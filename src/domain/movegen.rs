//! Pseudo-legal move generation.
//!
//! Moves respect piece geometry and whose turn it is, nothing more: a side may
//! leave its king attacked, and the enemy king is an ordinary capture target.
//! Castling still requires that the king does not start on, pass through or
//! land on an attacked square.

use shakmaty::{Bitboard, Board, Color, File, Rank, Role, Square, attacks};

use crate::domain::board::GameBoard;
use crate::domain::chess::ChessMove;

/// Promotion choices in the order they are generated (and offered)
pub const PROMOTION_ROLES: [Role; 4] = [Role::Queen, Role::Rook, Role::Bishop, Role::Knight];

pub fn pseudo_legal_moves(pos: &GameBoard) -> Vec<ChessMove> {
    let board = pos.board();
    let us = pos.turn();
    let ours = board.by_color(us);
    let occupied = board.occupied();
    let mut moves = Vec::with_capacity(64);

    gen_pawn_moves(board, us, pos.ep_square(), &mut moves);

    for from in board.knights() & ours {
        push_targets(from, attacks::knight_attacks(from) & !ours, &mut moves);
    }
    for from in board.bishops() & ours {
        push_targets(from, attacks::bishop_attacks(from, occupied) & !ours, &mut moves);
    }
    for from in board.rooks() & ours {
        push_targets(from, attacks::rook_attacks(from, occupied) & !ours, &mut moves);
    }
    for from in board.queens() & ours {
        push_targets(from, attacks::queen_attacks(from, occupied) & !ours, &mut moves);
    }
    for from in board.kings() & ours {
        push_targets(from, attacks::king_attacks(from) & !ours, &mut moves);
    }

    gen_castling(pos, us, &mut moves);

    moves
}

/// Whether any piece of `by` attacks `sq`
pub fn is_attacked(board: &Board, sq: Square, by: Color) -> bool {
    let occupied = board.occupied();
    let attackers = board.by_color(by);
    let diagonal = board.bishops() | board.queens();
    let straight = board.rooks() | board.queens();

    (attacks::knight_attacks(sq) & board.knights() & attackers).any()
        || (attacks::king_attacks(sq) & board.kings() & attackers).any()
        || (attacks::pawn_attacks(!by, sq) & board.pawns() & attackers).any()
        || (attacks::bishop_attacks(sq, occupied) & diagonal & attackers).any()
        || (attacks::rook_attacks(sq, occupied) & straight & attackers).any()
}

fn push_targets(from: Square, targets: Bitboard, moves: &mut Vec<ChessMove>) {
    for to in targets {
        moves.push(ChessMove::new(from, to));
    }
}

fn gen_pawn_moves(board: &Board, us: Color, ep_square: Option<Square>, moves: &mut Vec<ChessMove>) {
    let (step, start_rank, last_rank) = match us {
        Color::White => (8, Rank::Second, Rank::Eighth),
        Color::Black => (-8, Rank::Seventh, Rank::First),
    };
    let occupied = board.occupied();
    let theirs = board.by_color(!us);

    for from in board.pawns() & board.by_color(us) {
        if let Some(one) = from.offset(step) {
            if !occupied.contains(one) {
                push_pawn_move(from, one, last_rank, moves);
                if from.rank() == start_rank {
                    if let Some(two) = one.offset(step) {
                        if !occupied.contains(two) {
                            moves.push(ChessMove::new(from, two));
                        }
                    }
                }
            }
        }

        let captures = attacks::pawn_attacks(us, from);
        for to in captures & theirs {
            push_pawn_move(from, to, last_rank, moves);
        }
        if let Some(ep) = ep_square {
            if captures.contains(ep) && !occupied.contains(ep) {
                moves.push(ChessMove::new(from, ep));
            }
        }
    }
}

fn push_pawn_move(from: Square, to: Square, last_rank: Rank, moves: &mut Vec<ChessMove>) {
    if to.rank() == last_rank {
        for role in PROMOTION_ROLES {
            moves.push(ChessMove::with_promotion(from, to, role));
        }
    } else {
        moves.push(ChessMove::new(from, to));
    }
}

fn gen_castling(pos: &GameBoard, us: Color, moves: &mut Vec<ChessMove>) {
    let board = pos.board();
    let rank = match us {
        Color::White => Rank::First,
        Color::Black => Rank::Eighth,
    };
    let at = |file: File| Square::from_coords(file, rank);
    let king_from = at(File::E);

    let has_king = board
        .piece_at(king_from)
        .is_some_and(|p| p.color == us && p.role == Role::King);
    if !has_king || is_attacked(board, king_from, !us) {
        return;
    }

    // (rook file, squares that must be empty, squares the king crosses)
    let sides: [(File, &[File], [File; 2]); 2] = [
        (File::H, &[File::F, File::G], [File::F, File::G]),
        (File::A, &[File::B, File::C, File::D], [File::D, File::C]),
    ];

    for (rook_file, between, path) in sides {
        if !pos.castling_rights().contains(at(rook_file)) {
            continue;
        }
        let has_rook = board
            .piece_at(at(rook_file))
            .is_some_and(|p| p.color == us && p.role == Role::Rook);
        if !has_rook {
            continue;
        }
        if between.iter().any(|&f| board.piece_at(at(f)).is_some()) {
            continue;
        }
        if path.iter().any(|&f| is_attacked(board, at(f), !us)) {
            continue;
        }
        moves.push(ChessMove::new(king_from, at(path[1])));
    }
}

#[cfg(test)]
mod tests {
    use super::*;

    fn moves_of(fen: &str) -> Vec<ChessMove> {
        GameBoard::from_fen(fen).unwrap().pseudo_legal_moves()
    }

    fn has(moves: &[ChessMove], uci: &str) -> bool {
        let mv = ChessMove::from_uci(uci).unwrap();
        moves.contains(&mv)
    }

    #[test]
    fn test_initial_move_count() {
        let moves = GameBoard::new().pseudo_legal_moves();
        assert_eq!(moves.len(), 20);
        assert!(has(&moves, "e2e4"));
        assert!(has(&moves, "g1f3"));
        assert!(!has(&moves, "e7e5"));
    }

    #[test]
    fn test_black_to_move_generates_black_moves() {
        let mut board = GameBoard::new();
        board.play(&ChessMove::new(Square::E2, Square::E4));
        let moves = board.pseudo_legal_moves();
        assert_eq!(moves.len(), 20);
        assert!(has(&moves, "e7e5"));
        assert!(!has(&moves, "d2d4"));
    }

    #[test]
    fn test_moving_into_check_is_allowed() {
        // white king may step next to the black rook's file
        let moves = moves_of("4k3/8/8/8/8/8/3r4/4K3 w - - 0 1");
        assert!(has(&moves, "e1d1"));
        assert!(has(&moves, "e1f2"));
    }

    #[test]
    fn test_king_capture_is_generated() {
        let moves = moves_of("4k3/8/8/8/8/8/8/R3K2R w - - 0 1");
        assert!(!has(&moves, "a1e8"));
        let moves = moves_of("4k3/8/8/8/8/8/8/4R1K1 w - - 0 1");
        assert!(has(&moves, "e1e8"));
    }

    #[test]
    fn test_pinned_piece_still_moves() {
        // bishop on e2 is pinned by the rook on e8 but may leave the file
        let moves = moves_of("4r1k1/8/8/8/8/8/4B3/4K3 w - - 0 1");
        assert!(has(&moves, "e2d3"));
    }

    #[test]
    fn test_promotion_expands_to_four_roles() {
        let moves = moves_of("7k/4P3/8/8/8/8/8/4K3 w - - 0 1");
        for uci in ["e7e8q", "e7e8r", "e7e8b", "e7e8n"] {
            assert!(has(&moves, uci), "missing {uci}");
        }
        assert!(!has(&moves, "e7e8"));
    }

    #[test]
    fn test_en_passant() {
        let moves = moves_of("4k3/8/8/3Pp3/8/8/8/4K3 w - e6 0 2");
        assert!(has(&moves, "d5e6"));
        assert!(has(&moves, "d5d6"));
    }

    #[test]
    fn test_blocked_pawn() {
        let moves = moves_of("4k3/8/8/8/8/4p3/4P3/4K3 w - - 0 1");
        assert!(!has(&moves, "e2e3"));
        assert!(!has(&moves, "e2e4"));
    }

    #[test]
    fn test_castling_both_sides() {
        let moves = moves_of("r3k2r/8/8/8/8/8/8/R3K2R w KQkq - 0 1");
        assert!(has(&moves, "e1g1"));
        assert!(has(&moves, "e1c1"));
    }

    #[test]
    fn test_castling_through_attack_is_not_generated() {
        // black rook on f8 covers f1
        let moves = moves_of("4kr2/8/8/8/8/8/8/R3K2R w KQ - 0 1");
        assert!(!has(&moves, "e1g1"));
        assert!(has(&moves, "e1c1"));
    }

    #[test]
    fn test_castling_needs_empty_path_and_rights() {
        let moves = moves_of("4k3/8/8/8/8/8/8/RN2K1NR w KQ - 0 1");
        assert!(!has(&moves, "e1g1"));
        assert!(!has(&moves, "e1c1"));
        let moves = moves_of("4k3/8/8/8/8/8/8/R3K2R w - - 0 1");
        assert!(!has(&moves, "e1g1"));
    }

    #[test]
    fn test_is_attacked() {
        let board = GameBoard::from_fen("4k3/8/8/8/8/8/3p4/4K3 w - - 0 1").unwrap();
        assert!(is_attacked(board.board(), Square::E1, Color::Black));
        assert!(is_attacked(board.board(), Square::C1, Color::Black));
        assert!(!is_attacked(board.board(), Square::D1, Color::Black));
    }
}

━━━━━━━━━━━━━━━━━━━━━━━━━━━━━━

Begin at the first line of the records above and restate each line word for word, stopping after the line with "an attacked square.".

* Written reply
filename src/domain/movegen.rs
//! Pseudo-legal move generation.
//!
//! Moves respect piece geometry and whose turn it is, nothing more: a side may
//! leave its king attacked, and the enemy king is an ordinary capture target.
//! Castling still requires that the king does not start on, pass through or
//! land on an attacked square.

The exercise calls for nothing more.